• ASSIGNED TASK: If a line in the records below contains the word "FileStore", return that line.

++++ DATA EXTRACTS

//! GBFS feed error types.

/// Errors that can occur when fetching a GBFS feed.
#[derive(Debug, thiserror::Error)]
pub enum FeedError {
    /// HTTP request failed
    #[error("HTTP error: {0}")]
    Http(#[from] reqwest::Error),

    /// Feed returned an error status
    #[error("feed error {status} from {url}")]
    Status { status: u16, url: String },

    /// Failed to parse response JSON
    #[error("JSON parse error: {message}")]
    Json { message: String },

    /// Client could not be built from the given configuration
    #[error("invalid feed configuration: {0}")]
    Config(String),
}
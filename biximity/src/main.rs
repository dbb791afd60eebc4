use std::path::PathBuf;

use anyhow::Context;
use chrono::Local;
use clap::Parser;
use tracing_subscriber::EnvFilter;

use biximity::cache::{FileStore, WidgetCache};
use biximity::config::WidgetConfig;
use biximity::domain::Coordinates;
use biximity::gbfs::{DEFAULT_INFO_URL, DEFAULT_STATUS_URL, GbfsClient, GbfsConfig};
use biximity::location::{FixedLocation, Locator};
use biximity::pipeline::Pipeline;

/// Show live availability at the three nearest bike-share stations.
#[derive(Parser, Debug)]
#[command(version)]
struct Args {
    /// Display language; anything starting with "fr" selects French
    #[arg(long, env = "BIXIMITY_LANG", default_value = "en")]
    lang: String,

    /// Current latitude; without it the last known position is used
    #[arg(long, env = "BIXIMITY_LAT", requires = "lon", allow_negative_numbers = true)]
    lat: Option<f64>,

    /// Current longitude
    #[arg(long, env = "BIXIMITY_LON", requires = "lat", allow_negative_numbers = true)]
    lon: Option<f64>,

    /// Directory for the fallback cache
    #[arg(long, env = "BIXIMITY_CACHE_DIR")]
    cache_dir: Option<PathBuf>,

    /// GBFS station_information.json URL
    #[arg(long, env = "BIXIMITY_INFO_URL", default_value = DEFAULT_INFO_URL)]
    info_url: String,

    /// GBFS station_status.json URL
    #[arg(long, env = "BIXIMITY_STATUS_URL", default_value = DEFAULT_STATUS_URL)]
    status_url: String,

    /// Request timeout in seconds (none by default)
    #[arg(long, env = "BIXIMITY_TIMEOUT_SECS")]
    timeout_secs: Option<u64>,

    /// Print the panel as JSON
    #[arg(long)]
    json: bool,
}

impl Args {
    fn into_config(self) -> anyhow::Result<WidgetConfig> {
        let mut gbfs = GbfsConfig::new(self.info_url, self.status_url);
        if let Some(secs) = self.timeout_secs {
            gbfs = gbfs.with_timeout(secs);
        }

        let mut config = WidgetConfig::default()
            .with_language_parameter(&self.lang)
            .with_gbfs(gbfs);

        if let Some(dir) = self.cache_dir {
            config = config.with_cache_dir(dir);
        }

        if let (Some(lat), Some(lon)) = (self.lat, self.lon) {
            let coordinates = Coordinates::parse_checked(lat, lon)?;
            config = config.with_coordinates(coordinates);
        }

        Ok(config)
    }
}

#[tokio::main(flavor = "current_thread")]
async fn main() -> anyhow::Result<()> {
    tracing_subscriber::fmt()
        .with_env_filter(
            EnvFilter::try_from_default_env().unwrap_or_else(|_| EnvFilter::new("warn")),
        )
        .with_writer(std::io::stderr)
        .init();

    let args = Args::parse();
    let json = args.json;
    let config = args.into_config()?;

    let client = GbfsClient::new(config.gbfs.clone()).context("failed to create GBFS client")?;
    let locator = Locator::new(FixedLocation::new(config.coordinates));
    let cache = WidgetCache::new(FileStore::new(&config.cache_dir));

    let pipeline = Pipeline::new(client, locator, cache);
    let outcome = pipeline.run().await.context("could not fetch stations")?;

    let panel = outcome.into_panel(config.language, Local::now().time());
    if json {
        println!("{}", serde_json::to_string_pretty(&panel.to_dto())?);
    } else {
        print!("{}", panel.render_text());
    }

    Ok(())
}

++++++++
++++ DATA EXTRACTS

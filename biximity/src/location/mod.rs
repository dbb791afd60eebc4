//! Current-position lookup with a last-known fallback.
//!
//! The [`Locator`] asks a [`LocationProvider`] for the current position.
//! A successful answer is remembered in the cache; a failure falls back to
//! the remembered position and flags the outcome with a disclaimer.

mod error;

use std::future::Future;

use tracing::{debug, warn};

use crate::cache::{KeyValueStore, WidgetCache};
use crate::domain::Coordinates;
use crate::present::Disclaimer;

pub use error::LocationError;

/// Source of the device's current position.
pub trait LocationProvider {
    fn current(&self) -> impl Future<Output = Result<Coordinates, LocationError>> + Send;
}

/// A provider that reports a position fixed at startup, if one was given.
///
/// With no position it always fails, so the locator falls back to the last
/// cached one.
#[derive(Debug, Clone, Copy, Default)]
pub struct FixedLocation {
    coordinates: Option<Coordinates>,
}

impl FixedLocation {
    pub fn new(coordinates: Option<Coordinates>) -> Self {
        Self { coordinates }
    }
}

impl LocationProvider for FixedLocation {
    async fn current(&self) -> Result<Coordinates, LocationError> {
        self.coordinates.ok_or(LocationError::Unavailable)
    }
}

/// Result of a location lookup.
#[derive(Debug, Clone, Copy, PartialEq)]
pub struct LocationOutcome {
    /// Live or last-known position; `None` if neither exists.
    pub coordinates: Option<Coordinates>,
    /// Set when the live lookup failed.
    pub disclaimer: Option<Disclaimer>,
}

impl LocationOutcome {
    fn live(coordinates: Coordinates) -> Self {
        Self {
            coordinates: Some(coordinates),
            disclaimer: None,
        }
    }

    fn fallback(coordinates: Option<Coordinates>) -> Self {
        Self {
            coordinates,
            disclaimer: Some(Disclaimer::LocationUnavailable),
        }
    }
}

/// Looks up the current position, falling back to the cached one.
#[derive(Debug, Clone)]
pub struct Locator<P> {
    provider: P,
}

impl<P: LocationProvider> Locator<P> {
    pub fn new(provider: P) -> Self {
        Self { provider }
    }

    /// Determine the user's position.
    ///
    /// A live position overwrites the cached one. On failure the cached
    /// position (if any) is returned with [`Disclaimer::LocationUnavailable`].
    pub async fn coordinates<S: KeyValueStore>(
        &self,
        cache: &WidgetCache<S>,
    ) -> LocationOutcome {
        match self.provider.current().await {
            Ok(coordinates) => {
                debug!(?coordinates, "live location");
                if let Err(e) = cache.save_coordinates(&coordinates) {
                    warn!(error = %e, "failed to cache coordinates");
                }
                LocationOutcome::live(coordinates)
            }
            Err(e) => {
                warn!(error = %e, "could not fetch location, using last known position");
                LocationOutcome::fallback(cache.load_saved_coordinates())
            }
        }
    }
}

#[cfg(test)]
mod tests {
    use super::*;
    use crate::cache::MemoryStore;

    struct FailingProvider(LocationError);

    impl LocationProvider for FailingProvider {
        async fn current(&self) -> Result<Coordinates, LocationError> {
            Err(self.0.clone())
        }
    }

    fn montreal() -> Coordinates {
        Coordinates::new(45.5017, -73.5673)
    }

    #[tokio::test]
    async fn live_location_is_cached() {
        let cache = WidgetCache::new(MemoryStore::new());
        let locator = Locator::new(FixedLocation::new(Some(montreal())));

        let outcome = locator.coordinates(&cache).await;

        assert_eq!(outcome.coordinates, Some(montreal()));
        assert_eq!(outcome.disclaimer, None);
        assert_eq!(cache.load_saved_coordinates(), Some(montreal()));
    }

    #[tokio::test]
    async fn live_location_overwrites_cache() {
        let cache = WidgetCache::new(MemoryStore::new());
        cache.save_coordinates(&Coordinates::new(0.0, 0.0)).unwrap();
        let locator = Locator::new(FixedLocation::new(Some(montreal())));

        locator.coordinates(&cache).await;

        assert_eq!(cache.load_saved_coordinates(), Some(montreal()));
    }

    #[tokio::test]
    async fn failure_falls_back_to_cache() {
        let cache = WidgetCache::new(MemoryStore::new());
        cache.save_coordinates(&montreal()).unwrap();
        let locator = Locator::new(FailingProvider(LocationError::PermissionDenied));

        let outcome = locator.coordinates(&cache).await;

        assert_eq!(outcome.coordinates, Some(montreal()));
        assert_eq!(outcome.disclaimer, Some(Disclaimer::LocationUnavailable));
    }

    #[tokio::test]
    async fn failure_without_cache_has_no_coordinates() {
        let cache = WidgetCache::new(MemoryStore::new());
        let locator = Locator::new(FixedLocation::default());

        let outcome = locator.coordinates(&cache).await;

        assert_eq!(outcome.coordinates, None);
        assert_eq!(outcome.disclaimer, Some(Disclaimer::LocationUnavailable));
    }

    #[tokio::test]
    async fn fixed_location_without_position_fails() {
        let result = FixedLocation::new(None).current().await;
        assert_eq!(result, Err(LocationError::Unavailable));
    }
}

++++++++

• SOLUTION TO THIS TASK:
use biximity::cache::{FileStore, WidgetCache};
    let cache = WidgetCache::new(FileStore::new(&config.cache_dir));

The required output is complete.